■ **REQUIREMENT**
Through the line that contains "use tracing_subscriber::EnvFilter;", return the data below exactly, starting at its first line; leave the rest out.

■ **EXTRACTED MATERIAL**
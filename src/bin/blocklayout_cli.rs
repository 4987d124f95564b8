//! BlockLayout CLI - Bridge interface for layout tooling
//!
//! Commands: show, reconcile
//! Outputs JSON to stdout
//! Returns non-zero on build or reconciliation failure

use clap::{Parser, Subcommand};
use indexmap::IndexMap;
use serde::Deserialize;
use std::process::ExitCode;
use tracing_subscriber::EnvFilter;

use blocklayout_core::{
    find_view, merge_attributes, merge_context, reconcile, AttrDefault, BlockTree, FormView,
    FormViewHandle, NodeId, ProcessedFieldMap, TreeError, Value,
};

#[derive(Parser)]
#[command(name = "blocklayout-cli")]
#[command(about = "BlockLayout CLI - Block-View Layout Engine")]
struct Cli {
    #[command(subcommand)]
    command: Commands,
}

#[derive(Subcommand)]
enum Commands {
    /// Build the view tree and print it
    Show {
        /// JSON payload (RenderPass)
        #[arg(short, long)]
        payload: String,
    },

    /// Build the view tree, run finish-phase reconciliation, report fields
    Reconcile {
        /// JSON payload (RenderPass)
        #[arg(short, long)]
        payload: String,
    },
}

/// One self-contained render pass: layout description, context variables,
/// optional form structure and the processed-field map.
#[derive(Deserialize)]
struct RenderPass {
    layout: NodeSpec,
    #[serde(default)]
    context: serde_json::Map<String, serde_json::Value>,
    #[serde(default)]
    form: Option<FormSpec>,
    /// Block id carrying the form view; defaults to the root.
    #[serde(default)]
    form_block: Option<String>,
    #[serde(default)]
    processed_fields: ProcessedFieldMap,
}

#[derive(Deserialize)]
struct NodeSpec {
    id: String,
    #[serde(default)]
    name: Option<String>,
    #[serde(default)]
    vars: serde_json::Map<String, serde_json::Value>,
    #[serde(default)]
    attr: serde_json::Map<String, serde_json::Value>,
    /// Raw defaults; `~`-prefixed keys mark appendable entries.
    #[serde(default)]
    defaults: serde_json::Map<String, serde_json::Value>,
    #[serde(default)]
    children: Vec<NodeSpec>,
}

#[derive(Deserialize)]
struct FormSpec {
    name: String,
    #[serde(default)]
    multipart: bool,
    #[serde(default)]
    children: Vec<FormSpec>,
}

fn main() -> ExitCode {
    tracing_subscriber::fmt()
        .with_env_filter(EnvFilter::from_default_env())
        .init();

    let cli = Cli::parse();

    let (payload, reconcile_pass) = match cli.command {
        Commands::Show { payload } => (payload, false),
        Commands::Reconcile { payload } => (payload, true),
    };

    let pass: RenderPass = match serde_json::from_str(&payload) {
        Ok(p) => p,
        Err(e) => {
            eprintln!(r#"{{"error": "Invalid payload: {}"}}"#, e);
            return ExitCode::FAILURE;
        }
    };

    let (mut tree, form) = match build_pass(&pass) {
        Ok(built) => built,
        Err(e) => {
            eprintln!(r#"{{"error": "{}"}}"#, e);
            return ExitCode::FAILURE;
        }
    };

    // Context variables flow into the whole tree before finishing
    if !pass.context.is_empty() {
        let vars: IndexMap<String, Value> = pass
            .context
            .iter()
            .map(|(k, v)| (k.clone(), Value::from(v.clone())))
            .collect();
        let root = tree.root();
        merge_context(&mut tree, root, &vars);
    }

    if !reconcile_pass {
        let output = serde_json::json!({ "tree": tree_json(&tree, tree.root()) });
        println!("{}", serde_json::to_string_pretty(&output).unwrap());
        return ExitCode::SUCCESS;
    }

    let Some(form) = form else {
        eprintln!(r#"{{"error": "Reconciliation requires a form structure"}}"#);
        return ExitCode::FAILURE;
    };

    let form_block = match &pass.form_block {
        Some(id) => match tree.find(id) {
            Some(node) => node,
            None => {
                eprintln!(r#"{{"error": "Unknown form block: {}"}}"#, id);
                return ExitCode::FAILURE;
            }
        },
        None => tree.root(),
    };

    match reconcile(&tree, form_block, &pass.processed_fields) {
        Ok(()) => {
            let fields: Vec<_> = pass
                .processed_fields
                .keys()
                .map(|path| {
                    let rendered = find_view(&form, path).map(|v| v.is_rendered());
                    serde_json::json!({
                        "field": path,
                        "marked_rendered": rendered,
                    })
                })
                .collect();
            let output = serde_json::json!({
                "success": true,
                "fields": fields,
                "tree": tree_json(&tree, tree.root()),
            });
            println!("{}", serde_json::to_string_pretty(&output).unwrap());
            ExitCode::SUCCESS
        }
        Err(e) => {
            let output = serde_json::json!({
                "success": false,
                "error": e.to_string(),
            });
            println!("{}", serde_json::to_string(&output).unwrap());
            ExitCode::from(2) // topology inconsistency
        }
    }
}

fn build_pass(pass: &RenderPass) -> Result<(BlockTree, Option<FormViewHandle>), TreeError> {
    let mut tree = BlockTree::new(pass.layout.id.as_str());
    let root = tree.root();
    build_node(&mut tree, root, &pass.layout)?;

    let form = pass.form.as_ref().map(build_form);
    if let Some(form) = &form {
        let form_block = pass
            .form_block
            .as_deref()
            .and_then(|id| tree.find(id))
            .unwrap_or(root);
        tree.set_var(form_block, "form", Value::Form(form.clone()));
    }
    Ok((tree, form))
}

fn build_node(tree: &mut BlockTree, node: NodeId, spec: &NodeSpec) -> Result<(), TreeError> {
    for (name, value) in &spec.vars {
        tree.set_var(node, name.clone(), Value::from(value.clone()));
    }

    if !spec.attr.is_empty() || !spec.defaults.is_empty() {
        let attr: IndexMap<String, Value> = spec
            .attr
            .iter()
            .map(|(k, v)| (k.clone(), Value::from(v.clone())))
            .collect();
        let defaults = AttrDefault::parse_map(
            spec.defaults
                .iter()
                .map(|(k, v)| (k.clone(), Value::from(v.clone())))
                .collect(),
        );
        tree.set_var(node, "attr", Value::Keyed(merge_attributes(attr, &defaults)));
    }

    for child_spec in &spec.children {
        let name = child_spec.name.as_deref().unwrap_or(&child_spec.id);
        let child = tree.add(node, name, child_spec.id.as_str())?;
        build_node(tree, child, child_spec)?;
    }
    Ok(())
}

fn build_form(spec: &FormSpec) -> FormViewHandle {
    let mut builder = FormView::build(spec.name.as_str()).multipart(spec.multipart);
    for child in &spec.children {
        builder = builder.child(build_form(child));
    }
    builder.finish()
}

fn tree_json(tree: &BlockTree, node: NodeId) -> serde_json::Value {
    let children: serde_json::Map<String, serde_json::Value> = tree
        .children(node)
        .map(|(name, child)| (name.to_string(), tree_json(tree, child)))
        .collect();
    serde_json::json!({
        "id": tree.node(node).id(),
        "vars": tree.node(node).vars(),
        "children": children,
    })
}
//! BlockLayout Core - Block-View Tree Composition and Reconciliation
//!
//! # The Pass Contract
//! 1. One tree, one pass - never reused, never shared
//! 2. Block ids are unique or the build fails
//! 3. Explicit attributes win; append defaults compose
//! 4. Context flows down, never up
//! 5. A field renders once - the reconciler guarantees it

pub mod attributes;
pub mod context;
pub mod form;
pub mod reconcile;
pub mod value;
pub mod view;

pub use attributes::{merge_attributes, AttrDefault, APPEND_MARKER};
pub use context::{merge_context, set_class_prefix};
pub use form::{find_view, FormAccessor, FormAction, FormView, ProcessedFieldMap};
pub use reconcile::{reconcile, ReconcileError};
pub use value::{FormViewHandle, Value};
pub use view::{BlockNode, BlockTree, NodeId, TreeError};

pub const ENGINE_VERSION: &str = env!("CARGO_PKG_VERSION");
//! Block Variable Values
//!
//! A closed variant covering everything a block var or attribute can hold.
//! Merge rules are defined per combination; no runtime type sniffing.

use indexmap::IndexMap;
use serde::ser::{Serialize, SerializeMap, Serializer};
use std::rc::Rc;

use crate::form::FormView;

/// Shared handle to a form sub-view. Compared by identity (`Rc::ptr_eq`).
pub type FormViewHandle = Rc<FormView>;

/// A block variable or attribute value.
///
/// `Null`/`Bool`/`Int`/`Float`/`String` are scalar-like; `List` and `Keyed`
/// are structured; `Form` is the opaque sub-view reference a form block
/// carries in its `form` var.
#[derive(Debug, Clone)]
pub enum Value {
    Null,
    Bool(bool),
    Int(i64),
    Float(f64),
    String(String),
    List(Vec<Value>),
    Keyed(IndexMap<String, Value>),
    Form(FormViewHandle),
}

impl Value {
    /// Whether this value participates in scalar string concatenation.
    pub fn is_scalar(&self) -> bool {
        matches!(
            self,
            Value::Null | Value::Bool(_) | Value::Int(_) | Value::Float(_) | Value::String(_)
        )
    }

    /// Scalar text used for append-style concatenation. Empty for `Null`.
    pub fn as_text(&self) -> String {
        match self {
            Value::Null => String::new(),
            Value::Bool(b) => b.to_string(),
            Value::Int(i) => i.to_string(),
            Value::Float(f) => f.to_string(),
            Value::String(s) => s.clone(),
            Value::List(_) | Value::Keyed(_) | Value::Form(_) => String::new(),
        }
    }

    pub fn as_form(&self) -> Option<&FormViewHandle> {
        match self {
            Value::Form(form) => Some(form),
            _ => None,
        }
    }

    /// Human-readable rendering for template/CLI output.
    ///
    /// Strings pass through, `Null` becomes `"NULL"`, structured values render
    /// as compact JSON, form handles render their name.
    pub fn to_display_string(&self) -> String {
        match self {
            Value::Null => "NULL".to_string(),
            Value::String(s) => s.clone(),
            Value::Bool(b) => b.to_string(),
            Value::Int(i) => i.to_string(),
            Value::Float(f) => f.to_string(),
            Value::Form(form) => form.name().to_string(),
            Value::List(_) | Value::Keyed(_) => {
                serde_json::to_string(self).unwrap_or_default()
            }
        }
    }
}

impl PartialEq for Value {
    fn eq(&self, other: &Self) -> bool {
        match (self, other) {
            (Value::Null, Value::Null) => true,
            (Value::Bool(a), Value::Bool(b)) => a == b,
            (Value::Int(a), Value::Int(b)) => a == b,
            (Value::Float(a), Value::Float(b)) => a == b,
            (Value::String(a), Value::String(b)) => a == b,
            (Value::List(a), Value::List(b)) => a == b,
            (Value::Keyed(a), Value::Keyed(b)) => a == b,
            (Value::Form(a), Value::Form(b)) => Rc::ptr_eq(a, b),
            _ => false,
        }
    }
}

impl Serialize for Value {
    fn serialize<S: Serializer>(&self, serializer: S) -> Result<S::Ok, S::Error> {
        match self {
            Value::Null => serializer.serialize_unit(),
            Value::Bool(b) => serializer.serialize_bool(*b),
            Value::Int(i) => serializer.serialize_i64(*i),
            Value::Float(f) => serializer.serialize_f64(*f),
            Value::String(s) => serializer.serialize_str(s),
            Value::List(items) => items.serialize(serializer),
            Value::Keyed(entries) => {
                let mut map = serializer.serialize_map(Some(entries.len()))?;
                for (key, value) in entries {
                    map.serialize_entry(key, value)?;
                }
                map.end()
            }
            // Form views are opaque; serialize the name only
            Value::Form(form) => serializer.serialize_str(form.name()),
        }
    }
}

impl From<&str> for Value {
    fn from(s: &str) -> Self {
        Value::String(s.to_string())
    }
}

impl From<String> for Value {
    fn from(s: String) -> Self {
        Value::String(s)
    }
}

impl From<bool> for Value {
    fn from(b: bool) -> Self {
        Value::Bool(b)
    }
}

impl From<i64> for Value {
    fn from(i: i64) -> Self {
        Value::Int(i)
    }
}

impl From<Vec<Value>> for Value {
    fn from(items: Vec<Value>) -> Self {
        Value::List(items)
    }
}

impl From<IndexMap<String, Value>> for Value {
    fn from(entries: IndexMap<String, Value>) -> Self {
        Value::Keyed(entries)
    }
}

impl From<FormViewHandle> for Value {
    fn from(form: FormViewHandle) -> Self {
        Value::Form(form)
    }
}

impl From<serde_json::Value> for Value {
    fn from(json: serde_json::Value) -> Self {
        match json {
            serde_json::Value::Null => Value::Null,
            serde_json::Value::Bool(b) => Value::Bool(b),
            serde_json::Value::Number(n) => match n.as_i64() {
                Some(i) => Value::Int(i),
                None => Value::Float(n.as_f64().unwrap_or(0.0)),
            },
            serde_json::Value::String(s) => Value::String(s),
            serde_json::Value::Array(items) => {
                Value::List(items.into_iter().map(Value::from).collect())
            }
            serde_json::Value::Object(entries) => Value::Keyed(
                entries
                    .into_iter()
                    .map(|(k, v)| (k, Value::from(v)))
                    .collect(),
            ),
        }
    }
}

■ **SOLUTION**
filename src/bin/blocklayout_cli.rs
repository 4987d124f95564b8
//! BlockLayout CLI - Bridge interface for layout tooling
//!
//! Commands: show, reconcile
//! Outputs JSON to stdout
//! Returns non-zero on build or reconciliation failure

use clap::{Parser, Subcommand};
use indexmap::IndexMap;
use serde::Deserialize;
use std::process::ExitCode;
use tracing_subscriber::EnvFilter;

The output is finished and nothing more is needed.